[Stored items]

=====

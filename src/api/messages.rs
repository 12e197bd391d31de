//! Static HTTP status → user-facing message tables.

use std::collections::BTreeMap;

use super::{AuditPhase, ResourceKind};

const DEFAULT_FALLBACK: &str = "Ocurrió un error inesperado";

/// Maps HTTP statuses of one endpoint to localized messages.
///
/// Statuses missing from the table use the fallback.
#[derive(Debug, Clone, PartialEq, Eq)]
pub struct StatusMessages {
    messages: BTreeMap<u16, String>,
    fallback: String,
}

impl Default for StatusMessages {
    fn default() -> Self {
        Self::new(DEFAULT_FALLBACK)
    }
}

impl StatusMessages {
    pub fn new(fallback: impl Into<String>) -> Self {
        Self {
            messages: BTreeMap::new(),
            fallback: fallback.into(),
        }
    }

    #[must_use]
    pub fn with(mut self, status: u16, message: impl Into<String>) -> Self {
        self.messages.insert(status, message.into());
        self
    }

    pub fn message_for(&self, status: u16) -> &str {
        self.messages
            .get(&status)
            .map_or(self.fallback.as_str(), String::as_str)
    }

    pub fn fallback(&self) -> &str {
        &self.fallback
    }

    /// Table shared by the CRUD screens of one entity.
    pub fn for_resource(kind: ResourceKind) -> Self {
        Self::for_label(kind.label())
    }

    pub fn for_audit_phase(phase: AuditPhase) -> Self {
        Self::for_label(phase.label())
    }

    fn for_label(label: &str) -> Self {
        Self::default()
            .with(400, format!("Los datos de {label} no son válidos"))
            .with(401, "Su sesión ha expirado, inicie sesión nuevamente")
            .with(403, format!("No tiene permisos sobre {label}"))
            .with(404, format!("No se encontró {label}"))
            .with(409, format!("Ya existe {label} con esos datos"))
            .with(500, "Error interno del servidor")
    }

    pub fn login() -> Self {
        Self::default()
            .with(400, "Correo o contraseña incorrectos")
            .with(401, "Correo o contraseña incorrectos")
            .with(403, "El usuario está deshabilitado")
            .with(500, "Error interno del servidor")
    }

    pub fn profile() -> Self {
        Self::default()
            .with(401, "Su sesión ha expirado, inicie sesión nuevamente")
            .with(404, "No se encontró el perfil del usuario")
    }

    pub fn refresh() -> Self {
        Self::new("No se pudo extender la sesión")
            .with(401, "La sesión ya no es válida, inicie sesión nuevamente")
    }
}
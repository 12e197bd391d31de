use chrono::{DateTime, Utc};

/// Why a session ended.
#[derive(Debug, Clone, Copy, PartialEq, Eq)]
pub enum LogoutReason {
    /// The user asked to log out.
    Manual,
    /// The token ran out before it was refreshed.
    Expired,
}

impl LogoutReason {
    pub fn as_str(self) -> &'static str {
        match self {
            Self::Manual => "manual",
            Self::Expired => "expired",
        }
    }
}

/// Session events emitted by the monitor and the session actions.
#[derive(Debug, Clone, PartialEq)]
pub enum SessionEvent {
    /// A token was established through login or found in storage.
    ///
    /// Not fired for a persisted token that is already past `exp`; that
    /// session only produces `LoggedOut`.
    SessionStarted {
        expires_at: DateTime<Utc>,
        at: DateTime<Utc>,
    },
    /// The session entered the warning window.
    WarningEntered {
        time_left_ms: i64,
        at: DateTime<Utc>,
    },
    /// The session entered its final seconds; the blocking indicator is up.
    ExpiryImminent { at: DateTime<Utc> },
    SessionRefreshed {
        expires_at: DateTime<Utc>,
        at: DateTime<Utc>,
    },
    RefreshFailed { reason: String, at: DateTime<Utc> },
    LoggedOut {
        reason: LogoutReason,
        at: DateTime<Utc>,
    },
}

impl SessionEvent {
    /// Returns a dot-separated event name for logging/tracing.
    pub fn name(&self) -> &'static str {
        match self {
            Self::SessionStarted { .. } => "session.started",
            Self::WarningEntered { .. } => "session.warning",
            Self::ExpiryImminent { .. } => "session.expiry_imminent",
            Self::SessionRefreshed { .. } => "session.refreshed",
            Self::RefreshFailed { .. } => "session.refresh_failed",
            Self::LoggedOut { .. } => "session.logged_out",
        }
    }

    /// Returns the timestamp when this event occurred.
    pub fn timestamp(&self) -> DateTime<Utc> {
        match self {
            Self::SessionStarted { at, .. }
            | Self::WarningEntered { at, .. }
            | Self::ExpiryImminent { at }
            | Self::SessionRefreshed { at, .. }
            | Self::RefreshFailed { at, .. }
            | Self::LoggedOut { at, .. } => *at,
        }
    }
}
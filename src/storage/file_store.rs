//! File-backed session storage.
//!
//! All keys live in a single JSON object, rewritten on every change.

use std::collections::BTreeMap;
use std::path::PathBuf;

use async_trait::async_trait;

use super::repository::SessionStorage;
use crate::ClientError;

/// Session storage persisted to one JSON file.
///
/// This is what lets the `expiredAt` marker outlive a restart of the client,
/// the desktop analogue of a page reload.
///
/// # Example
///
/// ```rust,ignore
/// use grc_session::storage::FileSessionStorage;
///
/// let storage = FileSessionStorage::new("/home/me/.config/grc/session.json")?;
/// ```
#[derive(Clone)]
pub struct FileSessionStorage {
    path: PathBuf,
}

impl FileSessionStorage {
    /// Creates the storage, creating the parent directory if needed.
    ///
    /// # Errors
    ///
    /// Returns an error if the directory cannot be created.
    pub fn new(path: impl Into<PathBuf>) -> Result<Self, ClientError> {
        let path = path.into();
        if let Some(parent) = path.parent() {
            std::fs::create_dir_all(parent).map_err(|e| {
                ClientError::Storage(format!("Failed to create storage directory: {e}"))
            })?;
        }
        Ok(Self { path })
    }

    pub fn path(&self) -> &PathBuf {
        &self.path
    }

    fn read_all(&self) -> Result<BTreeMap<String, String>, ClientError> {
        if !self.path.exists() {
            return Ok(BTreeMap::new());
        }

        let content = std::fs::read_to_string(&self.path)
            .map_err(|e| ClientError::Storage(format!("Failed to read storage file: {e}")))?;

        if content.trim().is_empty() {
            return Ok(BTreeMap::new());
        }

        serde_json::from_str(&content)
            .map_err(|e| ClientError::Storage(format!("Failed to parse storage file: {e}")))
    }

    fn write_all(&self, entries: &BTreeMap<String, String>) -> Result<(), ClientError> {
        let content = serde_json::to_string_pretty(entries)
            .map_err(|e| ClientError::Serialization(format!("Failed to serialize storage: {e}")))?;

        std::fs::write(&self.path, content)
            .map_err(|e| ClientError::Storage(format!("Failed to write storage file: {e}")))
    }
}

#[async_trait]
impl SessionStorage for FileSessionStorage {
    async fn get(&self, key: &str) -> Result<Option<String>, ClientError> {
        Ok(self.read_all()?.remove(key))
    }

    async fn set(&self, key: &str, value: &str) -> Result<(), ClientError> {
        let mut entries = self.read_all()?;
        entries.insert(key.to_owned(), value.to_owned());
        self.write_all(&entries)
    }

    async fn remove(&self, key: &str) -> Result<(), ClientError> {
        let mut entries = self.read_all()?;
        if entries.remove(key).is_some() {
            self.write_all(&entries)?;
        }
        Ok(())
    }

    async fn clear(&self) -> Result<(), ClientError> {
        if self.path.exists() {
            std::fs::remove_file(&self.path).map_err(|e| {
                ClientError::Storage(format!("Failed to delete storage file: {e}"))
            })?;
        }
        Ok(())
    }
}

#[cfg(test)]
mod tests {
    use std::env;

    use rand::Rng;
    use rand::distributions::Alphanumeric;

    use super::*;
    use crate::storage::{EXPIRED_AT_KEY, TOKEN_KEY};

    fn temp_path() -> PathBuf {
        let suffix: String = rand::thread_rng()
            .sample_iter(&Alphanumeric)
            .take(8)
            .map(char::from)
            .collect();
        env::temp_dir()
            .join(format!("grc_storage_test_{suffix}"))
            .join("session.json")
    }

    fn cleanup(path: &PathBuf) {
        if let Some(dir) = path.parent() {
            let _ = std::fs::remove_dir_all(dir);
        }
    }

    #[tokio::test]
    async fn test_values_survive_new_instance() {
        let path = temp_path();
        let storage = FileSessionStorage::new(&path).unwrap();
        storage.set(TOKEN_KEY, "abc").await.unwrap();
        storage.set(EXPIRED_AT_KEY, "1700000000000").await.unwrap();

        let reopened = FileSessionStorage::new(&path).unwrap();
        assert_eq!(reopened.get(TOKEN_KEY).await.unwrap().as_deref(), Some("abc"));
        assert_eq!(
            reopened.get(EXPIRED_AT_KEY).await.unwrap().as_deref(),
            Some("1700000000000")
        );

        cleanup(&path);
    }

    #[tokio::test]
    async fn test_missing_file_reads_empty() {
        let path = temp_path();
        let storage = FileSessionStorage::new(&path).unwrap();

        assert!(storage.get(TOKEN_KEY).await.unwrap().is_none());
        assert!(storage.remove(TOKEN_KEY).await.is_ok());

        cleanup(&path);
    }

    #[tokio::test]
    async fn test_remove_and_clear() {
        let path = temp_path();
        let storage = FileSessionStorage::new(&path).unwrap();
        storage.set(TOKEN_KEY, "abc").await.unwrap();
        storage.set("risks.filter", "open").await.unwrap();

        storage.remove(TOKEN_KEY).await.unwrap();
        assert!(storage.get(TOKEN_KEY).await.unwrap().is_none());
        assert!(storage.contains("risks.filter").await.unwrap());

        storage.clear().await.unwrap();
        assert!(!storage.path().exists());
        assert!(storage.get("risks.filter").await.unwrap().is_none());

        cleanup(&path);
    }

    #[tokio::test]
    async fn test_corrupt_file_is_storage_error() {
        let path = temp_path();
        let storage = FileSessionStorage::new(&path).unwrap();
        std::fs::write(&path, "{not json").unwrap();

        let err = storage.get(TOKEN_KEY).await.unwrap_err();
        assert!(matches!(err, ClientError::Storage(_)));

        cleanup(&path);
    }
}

=====

• Exercise prompt: Write down, word for word, the lines above from the one containing "#[derive(Clone)]" through the one containing "let path = path.into();", both ends included.

• Solution:
#[derive(Clone)]
pub struct FileSessionStorage {
    path: PathBuf,
}

impl FileSessionStorage {
    /// Creates the storage, creating the parent directory if needed.
    ///
    /// # Errors
    ///
    /// Returns an error if the directory cannot be created.
    pub fn new(path: impl Into<PathBuf>) -> Result<Self, ClientError> {
        let path = path.into();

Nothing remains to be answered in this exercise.